[TASK STATEMENT] Tally up the lines below with "OdbcConnectionHandle" in them. Answer with the number only.

[DATA SHOWN]

..........

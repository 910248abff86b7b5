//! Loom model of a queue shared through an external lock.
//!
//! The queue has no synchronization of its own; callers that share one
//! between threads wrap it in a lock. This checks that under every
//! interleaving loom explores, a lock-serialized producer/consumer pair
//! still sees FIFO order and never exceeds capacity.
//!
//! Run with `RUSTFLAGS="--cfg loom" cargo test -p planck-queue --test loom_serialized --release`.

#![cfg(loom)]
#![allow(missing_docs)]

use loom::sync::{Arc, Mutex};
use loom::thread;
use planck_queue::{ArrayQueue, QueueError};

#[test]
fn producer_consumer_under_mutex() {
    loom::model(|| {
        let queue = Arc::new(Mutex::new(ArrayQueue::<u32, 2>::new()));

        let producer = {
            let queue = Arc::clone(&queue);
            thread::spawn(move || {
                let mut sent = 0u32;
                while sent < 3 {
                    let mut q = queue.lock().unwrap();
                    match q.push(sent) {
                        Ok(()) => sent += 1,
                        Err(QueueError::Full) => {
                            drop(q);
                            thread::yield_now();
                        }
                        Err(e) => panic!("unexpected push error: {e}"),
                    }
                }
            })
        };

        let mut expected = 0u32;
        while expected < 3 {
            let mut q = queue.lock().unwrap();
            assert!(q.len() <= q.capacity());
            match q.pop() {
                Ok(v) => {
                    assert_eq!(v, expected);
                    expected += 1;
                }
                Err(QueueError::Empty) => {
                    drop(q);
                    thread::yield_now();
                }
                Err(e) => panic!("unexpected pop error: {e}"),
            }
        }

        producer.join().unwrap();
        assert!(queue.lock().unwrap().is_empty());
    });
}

..........

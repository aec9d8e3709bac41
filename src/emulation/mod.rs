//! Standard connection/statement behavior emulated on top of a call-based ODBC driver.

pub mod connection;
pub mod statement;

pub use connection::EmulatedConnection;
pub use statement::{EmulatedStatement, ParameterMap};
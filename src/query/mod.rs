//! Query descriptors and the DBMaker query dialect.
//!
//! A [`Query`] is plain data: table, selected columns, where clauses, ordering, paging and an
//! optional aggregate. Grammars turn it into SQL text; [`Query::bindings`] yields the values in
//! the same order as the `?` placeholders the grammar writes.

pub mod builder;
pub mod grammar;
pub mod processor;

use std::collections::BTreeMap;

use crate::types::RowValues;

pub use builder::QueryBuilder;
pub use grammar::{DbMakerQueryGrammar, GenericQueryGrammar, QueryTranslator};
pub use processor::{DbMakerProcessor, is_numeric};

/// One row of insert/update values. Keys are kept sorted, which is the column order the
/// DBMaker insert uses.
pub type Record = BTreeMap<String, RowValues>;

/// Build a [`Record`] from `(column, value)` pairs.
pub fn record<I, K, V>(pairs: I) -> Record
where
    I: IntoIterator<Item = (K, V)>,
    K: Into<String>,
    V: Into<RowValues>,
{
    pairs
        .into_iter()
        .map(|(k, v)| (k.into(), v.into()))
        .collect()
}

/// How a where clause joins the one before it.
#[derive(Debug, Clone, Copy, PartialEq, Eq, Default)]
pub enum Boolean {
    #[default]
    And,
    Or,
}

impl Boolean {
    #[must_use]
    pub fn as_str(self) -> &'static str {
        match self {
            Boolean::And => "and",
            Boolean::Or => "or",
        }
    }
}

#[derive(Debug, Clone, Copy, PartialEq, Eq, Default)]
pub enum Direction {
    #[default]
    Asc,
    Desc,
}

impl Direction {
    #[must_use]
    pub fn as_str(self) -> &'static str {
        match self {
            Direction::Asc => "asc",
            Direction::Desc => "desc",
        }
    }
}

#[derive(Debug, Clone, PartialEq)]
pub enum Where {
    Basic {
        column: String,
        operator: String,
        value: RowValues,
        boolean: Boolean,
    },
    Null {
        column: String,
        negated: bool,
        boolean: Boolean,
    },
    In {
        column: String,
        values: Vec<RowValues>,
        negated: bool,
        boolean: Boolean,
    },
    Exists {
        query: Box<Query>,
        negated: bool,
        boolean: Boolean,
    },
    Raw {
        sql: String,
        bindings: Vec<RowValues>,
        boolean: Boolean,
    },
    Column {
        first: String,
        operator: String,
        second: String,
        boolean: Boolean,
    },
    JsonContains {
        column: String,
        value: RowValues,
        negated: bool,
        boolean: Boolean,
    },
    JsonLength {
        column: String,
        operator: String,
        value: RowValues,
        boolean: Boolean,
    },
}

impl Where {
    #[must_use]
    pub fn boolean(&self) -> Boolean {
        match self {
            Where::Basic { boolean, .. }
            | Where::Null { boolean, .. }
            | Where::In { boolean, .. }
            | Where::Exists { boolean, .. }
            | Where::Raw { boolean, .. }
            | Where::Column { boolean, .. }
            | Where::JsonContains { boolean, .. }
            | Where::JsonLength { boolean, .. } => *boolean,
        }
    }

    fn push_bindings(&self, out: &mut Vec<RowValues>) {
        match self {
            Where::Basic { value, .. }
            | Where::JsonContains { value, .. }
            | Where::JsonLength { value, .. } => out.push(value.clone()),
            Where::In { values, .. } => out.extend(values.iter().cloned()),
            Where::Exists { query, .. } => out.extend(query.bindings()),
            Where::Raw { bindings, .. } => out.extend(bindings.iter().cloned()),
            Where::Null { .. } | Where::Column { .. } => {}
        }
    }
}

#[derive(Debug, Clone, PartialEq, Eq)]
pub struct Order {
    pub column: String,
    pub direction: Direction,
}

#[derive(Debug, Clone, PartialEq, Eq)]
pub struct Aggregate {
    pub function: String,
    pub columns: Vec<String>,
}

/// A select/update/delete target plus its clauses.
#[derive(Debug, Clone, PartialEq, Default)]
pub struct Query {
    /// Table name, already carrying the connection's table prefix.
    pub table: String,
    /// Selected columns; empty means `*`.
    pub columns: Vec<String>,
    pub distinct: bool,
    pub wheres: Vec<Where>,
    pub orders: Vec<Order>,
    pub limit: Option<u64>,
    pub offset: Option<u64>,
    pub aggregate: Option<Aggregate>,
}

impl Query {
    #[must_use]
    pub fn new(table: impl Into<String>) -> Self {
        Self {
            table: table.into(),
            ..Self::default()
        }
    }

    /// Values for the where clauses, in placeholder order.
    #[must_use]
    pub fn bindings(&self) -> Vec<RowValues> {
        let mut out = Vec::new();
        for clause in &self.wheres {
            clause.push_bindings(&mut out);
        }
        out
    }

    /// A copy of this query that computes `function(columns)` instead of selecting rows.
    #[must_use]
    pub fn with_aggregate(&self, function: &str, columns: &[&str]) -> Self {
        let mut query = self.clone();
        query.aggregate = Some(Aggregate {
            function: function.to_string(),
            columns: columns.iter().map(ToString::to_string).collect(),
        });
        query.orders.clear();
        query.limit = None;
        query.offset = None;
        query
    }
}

..........

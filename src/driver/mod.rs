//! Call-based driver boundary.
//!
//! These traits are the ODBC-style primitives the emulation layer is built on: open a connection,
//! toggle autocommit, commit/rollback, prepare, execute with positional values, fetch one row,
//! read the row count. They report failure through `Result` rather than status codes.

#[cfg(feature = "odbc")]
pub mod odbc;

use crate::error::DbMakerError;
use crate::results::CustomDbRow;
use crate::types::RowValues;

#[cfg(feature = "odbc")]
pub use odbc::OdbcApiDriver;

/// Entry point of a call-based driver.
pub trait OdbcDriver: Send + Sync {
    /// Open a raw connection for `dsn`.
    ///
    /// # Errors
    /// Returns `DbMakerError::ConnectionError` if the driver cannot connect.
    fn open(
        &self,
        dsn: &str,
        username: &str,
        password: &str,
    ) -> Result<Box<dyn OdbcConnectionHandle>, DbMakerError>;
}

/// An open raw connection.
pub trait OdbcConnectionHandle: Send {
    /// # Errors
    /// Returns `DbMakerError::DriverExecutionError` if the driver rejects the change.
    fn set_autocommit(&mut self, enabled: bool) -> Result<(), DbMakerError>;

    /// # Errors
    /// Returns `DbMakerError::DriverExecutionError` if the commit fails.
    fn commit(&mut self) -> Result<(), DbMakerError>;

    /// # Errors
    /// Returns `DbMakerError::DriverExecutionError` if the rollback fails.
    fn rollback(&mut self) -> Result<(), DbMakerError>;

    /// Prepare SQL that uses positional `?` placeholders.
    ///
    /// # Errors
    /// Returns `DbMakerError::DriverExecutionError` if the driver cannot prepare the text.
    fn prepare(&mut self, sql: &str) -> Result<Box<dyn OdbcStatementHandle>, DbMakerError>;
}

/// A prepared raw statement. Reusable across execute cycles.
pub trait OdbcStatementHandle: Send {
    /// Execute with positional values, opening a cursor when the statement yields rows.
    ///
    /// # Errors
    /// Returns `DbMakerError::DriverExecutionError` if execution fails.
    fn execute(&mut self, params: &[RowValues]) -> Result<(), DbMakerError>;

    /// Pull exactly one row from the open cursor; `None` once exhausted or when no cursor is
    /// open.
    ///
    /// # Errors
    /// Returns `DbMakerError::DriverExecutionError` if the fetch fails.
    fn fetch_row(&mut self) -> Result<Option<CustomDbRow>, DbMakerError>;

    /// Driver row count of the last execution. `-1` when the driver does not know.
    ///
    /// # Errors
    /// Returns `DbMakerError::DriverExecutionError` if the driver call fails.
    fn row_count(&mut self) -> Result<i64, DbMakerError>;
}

..........

[SOLUTION FOR THIS PROBLEM] 2